(Beginning of Information shown)
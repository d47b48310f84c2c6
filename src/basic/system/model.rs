use std::collections::HashMap;

use nalgebra::DVector;
use nalgebra_sparse::{CooMatrix, CscMatrix, CsrMatrix};
use num_complex::Complex64;
use num_traits::One;

use super::admittance::Admittance;
use super::topology::Topology;
use crate::basic::runpp::{InitMode, PowerFlowConfig};
use crate::error::PowerFlowError;
use crate::network::Network;

/// Bus type seen by the Newton-Raphson iteration.
#[derive(Debug, Clone, Copy, PartialEq, Eq)]
pub enum BusType {
    PQ,
    PV,
    Slack,
}

/// Everything the Newton-Raphson solver needs, in natural solver bus order.
#[allow(non_snake_case)]
#[derive(Debug, Clone)]
pub struct PowerFlowModel {
    pub topology: Topology,
    pub Ybus: CscMatrix<Complex64>,
    /// Specified injections (generator convention, per unit).
    pub Sbus: DVector<Complex64>,
    /// Part of `Sbus` coming from constant power loads, sgens, storage and ward setpoints.
    pub s_fixed: DVector<Complex64>,
    pub v_init: DVector<Complex64>,
    pub bus_type: Vec<BusType>,
}

impl PowerFlowModel {
    /// Assembles the admittance matrix, injections and initial voltages of `net`.
    pub fn build(net: &Network, cfg: &PowerFlowConfig) -> Result<Self, PowerFlowError> {
        let topology = Topology::build(net, cfg.calculate_voltage_angles)?;
        let n = topology.n_bus;
        let sn = net.sn_mva;
        let lookup = &topology.bus_lookup;
        let solver_bus = |bus: i64| lookup.get(&bus).copied();

        let mut y_shunt = vec![Complex64::default(); n];
        for shunt in net.shunt.values().filter(|s| s.in_service) {
            if let Some(b) = solver_bus(shunt.bus) {
                y_shunt[b] += *Admittance::shunt(shunt, topology.vn_kv[b], sn);
            }
        }
        for ward in net.ward.values().filter(|w| w.in_service) {
            if let Some(b) = solver_bus(ward.bus) {
                y_shunt[b] += *Admittance::ward(ward.pz_mw, ward.qz_mvar, sn);
            }
        }
        for xward in net.xward.values().filter(|w| w.in_service) {
            if let Some(b) = solver_bus(xward.bus) {
                y_shunt[b] += *Admittance::ward(xward.pz_mw, xward.qz_mvar, sn);
            }
        }
        let ybus = create_ybus(&topology, &y_shunt);

        let mut s_fixed = DVector::<Complex64>::zeros(n);
        let mut add = |bus: i64, s: Complex64| {
            if let Some(b) = solver_bus(bus) {
                s_fixed[b] += s / sn;
            }
        };
        for l in net.load.values().filter(|e| e.in_service) {
            add(l.bus, -Complex64::new(l.p_mw, l.q_mvar) * l.scaling);
        }
        for s in net.sgen.values().filter(|e| e.in_service) {
            add(s.bus, Complex64::new(s.p_mw, s.q_mvar) * s.scaling);
        }
        for s in net.storage.values().filter(|e| e.in_service) {
            add(s.bus, -Complex64::new(s.p_mw, s.q_mvar) * s.scaling);
        }
        for w in net.ward.values().filter(|e| e.in_service) {
            add(w.bus, -Complex64::new(w.ps_mw, w.qs_mvar));
        }
        for w in net.xward.values().filter(|e| e.in_service) {
            add(w.bus, -Complex64::new(w.ps_mw, w.qs_mvar));
        }

        let mut sbus = s_fixed.clone();
        let mut bus_type = vec![BusType::PQ; n];
        let mut v_init = DVector::from_element(n, Complex64::one());
        if cfg.init == InitMode::Results {
            if let Some(res) = &net.res {
                for (bus, r) in &res.bus {
                    if let Some(b) = solver_bus(*bus) {
                        v_init[b] = Complex64::from_polar(r.vm_pu, r.va_degree.to_radians());
                    }
                }
            }
        }
        let set_vm = |v: &mut Complex64, vm: f64| {
            let va = if v.norm() > 0.0 { v.arg() } else { 0.0 };
            *v = Complex64::from_polar(vm, va);
        };

        for g in net.generator.values().filter(|g| g.in_service && !g.slack) {
            if let Some(b) = solver_bus(g.bus) {
                sbus[b] += Complex64::new(g.p_mw * g.scaling / sn, 0.0);
                bus_type[b] = BusType::PV;
                set_vm(&mut v_init[b], g.vm_pu);
            }
        }
        for &b in topology.aux_bus.values() {
            bus_type[b] = BusType::PV;
        }
        for (idx, &b) in &topology.aux_bus {
            if let Some(xw) = net.xward.get(idx) {
                set_vm(&mut v_init[b], xw.vm_pu);
            }
        }
        for g in net.generator.values().filter(|g| g.in_service && g.slack) {
            if let Some(b) = solver_bus(g.bus) {
                bus_type[b] = BusType::Slack;
                v_init[b] = Complex64::from_polar(g.vm_pu, 0.0);
            }
        }
        for e in net.ext_grid.values().filter(|e| e.in_service) {
            if let Some(b) = solver_bus(e.bus) {
                bus_type[b] = BusType::Slack;
                let va = if cfg.calculate_voltage_angles {
                    e.va_degree.to_radians()
                } else {
                    0.0
                };
                v_init[b] = Complex64::from_polar(e.vm_pu, va);
            }
        }

        Ok(Self {
            topology,
            Ybus: ybus,
            Sbus: sbus,
            s_fixed,
            v_init,
            bus_type,
        })
    }

    /// Solver buses ordered `[pv.., pq.., slack..]`, with the number of pv and pq buses.
    pub fn ordering(&self) -> (Vec<usize>, usize, usize) {
        let of = |t: BusType| {
            self.bus_type
                .iter()
                .enumerate()
                .filter(move |(_, bt)| **bt == t)
                .map(|(i, _)| i)
        };
        let pv: Vec<_> = of(BusType::PV).collect();
        let pq: Vec<_> = of(BusType::PQ).collect();
        let (npv, npq) = (pv.len(), pq.len());
        let order = pv.into_iter().chain(pq).chain(of(BusType::Slack)).collect();
        (order, npv, npq)
    }

    /// Solver state handed to the caller after convergence.
    pub fn internals(&self) -> SolverInternals {
        SolverInternals {
            ybus: self.Ybus.clone(),
            bus_lookup: self.topology.bus_lookup.clone(),
            branch: self.topology.branches.clone(),
            aux_bus: self.topology.aux_bus.clone(),
        }
    }
}

/// Admittance matrix and bus mapping of the last converged power flow.
#[derive(Debug, Clone)]
pub struct SolverInternals {
    /// Admittance matrix in natural solver bus order.
    pub ybus: CscMatrix<Complex64>,
    /// Network bus -> solver bus. Buses that were not energised are absent.
    pub bus_lookup: HashMap<i64, usize>,
    /// Every branch stamped into `ybus`.
    pub branch: Vec<super::topology::SolverBranch>,
    /// Extended ward -> solver bus of its internal node.
    pub aux_bus: std::collections::BTreeMap<i64, usize>,
}

/// Assembles Ybus from the branch stamps and the bus shunt admittances.
fn create_ybus(topology: &Topology, y_shunt: &[Complex64]) -> CscMatrix<Complex64> {
    let n = topology.n_bus;
    let mut coo = CooMatrix::new(n, n);
    for (b, y) in y_shunt.iter().enumerate() {
        coo.push(b, b, *y);
    }
    for br in &topology.branches {
        let s = &br.stamp;
        coo.push(br.from, br.from, s.yff);
        coo.push(br.from, br.to, s.yft);
        coo.push(br.to, br.from, s.ytf);
        coo.push(br.to, br.to, s.ytt);
    }
    CscMatrix::from(&coo)
}

/// Permutation matrix `P` with `(P x)[i] = x[order[i]]`.
pub fn create_permute_mat(order: &[usize]) -> CsrMatrix<Complex64> {
    let n = order.len();
    let mut coo = CooMatrix::new(n, n);
    for (row, &col) in order.iter().enumerate() {
        coo.push(row, col, Complex64::one());
    }
    CsrMatrix::from(&coo)
}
(End of Information shown)
- Exercise
Take every line of the material that contains the word "with", and copy it.

- Result for this exercise
    /// Solver buses ordered `[pv.., pq.., slack..]`, with the number of pv and pq buses.
/// Permutation matrix `P` with `(P x)[i] = x[order[i]]`.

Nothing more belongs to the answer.